Transcribe every entry precisely, omitting nothing.

(Beginning of AVAILABLE DATA)

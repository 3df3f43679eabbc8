//! Owns the session state and exposes the user-facing actions.
//!
//! State lives in a `watch` channel: the controller and the runner write
//! through the sender, the dashboard renders from receivers. Only one run
//! (mock or credential check) may be in flight; the busy flag is tested and
//! set in a single `send_modify`, so two callers racing for it cannot both win.

use crate::activity::LogKind;
use crate::config::{Config, ScheduleConfig};
use crate::engine::pipeline::{PipelineRunner, RunReport};
use crate::engine::probe::{primary_key_names, ConfigSnapshot, EnvProbe};
use crate::engine::tags::TagSelector;
use crate::error::PipelineError;
use crate::tui::state::AppState;
use anyhow::Result;
use tokio::sync::{watch, Mutex};

pub struct Controller {
    state_tx: watch::Sender<AppState>,
    runner: Mutex<PipelineRunner>,
    probe: EnvProbe,
}

/// Clears the busy flag when a run ends, however it ends.
struct BusyGuard<'a> {
    state_tx: &'a watch::Sender<AppState>,
}

impl Drop for BusyGuard<'_> {
    fn drop(&mut self) {
        self.state_tx.send_modify(|s| s.busy = false);
    }
}

impl Controller {
    pub fn new(config: &Config, probe: EnvProbe) -> Result<Self> {
        let tags = TagSelector::new(config.catalog.tags())?;
        let runner = PipelineRunner::simulated(&config.pipeline, tags);
        Ok(Self::with_runner(runner, probe, config.schedule.clone()))
    }

    pub fn with_runner(runner: PipelineRunner, probe: EnvProbe, schedule: ScheduleConfig) -> Self {
        let (state_tx, _) = watch::channel(AppState::new(schedule));
        Self {
            state_tx,
            runner: Mutex::new(runner),
            probe,
        }
    }

    pub fn subscribe(&self) -> watch::Receiver<AppState> {
        self.state_tx.subscribe()
    }

    /// Copy of the current state.
    pub fn snapshot(&self) -> AppState {
        self.state_tx.borrow().clone()
    }

    /// Clear the log and status. A run in flight keeps the busy flag.
    pub fn reset(&self) {
        self.state_tx.send_modify(|s| s.reset());
    }

    /// Probe the environment once and record whether credentials are loaded.
    pub fn startup_check(&self) -> ConfigSnapshot {
        let mut snapshot = None;
        self.state_tx.send_modify(|s| {
            let result = self.probe.startup_report(&mut s.logs);
            s.env_loaded = result.any_primary();
            snapshot = Some(result);
        });
        snapshot.unwrap_or_else(|| self.probe.snapshot())
    }

    pub fn clear_logs(&self) {
        self.state_tx.send_modify(|s| s.logs.clear());
    }

    pub fn show_config_status(&self) -> ConfigSnapshot {
        let mut snapshot = None;
        self.state_tx.send_modify(|s| snapshot = Some(self.probe.report(&mut s.logs)));
        snapshot.unwrap_or_else(|| self.probe.snapshot())
    }

    pub async fn run_mock_pipeline(&self) -> Result<RunReport, PipelineError> {
        let _busy = self.begin_run()?;
        let mut runner = self.runner.lock().await;
        runner.run(&self.state_tx).await
    }

    /// Gate on the primary credentials, then run the simulated key check.
    /// With no primary key present this logs one error line and leaves the
    /// status untouched.
    pub async fn run_with_real_credentials(&self) -> Result<Vec<&'static str>, PipelineError> {
        let _busy = self.begin_run()?;

        let snapshot = self.probe.snapshot();
        if !snapshot.any_primary() {
            let required = primary_key_names();
            tracing::warn!(required = ?required, "real-credential run refused");
            self.state_tx.send_modify(|s| {
                s.logs.append(
                    format!(
                        "Please configure environment variables in your .env file. Required variables: {}",
                        required.join(", ")
                    ),
                    LogKind::Error,
                );
            });
            return Err(PipelineError::ConfigurationMissing { required });
        }

        let mut runner = self.runner.lock().await;
        runner.validate_credentials(&self.state_tx, &snapshot).await
    }

    fn begin_run(&self) -> Result<BusyGuard<'_>, PipelineError> {
        let mut acquired = false;
        self.state_tx.send_if_modified(|s| {
            if s.busy {
                return false;
            }
            s.busy = true;
            acquired = true;
            true
        });
        if !acquired {
            tracing::warn!("run rejected: another run is in flight");
            return Err(PipelineError::RunInProgress);
        }
        Ok(BusyGuard {
            state_tx: &self.state_tx,
        })
    }
}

(End of AVAILABLE DATA)

§ **TASK ANSWER**
repository 3df3f43679eabbc8
//! Owns the session state and exposes the user-facing actions.
//!
//! State lives in a `watch` channel: the controller and the runner write
//! through the sender, the dashboard renders from receivers. Only one run
//! (mock or credential check) may be in flight; the busy flag is tested and
//! set in a single `send_modify`, so two callers racing for it cannot both win.

use crate::activity::LogKind;
use crate::config::{Config, ScheduleConfig};
use crate::engine::pipeline::{PipelineRunner, RunReport};
use crate::engine::probe::{primary_key_names, ConfigSnapshot, EnvProbe};
use crate::engine::tags::TagSelector;
use crate::error::PipelineError;
use crate::tui::state::AppState;
use anyhow::Result;
use tokio::sync::{watch, Mutex};

pub struct Controller {
    state_tx: watch::Sender<AppState>,
    runner: Mutex<PipelineRunner>,
    probe: EnvProbe,
}

/// Clears the busy flag when a run ends, however it ends.
struct BusyGuard<'a> {
    state_tx: &'a watch::Sender<AppState>,
}

impl Drop for BusyGuard<'_> {
    fn drop(&mut self) {
        self.state_tx.send_modify(|s| s.busy = false);
    }
}

impl Controller {
    pub fn new(config: &Config, probe: EnvProbe) -> Result<Self> {
        let tags = TagSelector::new(config.catalog.tags())?;
        let runner = PipelineRunner::simulated(&config.pipeline, tags);
        Ok(Self::with_runner(runner, probe, config.schedule.clone()))
    }

    pub fn with_runner(runner: PipelineRunner, probe: EnvProbe, schedule: ScheduleConfig) -> Self {
        let (state_tx, _) = watch::channel(AppState::new(schedule));
        Self {
            state_tx,
            runner: Mutex::new(runner),
            probe,
        }
    }

    pub fn subscribe(&self) -> watch::Receiver<AppState> {
        self.state_tx.subscribe()
    }

    /// Copy of the current state.
    pub fn snapshot(&self) -> AppState {
        self.state_tx.borrow().clone()
    }

    /// Clear the log and status. A run in flight keeps the busy flag.
    pub fn reset(&self) {
        self.state_tx.send_modify(|s| s.reset());
    }

    /// Probe the environment once and record whether credentials are loaded.
    pub fn startup_check(&self) -> ConfigSnapshot {
        let mut snapshot = None;
        self.state_tx.send_modify(|s| {
            let result = self.probe.startup_report(&mut s.logs);
            s.env_loaded = result.any_primary();
            snapshot = Some(result);
        });
        snapshot.unwrap_or_else(|| self.probe.snapshot())
    }

    pub fn clear_logs(&self) {
        self.state_tx.send_modify(|s| s.logs.clear());
    }

    pub fn show_config_status(&self) -> ConfigSnapshot {
        let mut snapshot = None;
        self.state_tx.send_modify(|s| snapshot = Some(self.probe.report(&mut s.logs)));
        snapshot.unwrap_or_else(|| self.probe.snapshot())
    }

    pub async fn run_mock_pipeline(&self) -> Result<RunReport, PipelineError> {
        let _busy = self.begin_run()?;
        let mut runner = self.runner.lock().await;
        runner.run(&self.state_tx).await
    }

    /// Gate on the primary credentials, then run the simulated key check.
    /// With no primary key present this logs one error line and leaves the
    /// status untouched.
    pub async fn run_with_real_credentials(&self) -> Result<Vec<&'static str>, PipelineError> {
        let _busy = self.begin_run()?;

        let snapshot = self.probe.snapshot();
        if !snapshot.any_primary() {
            let required = primary_key_names();
            tracing::warn!(required = ?required, "real-credential run refused");
            self.state_tx.send_modify(|s| {
                s.logs.append(
                    format!(
                        "Please configure environment variables in your .env file. Required variables: {}",
                        required.join(", ")
                    ),
                    LogKind::Error,
                );
            });
            return Err(PipelineError::ConfigurationMissing { required });
        }

        let mut runner = self.runner.lock().await;
        runner.validate_credentials(&self.state_tx, &snapshot).await
    }

    fn begin_run(&self) -> Result<BusyGuard<'_>, PipelineError> {
        let mut acquired = false;
        self.state_tx.send_if_modified(|s| {
            if s.busy {
                return false;
            }
            s.busy = true;
            acquired = true;
            true
        });
        if !acquired {
            tracing::warn!("run rejected: another run is in flight");
            return Err(PipelineError::RunInProgress);
        }
        Ok(BusyGuard {
            state_tx: &self.state_tx,
        })
    }
}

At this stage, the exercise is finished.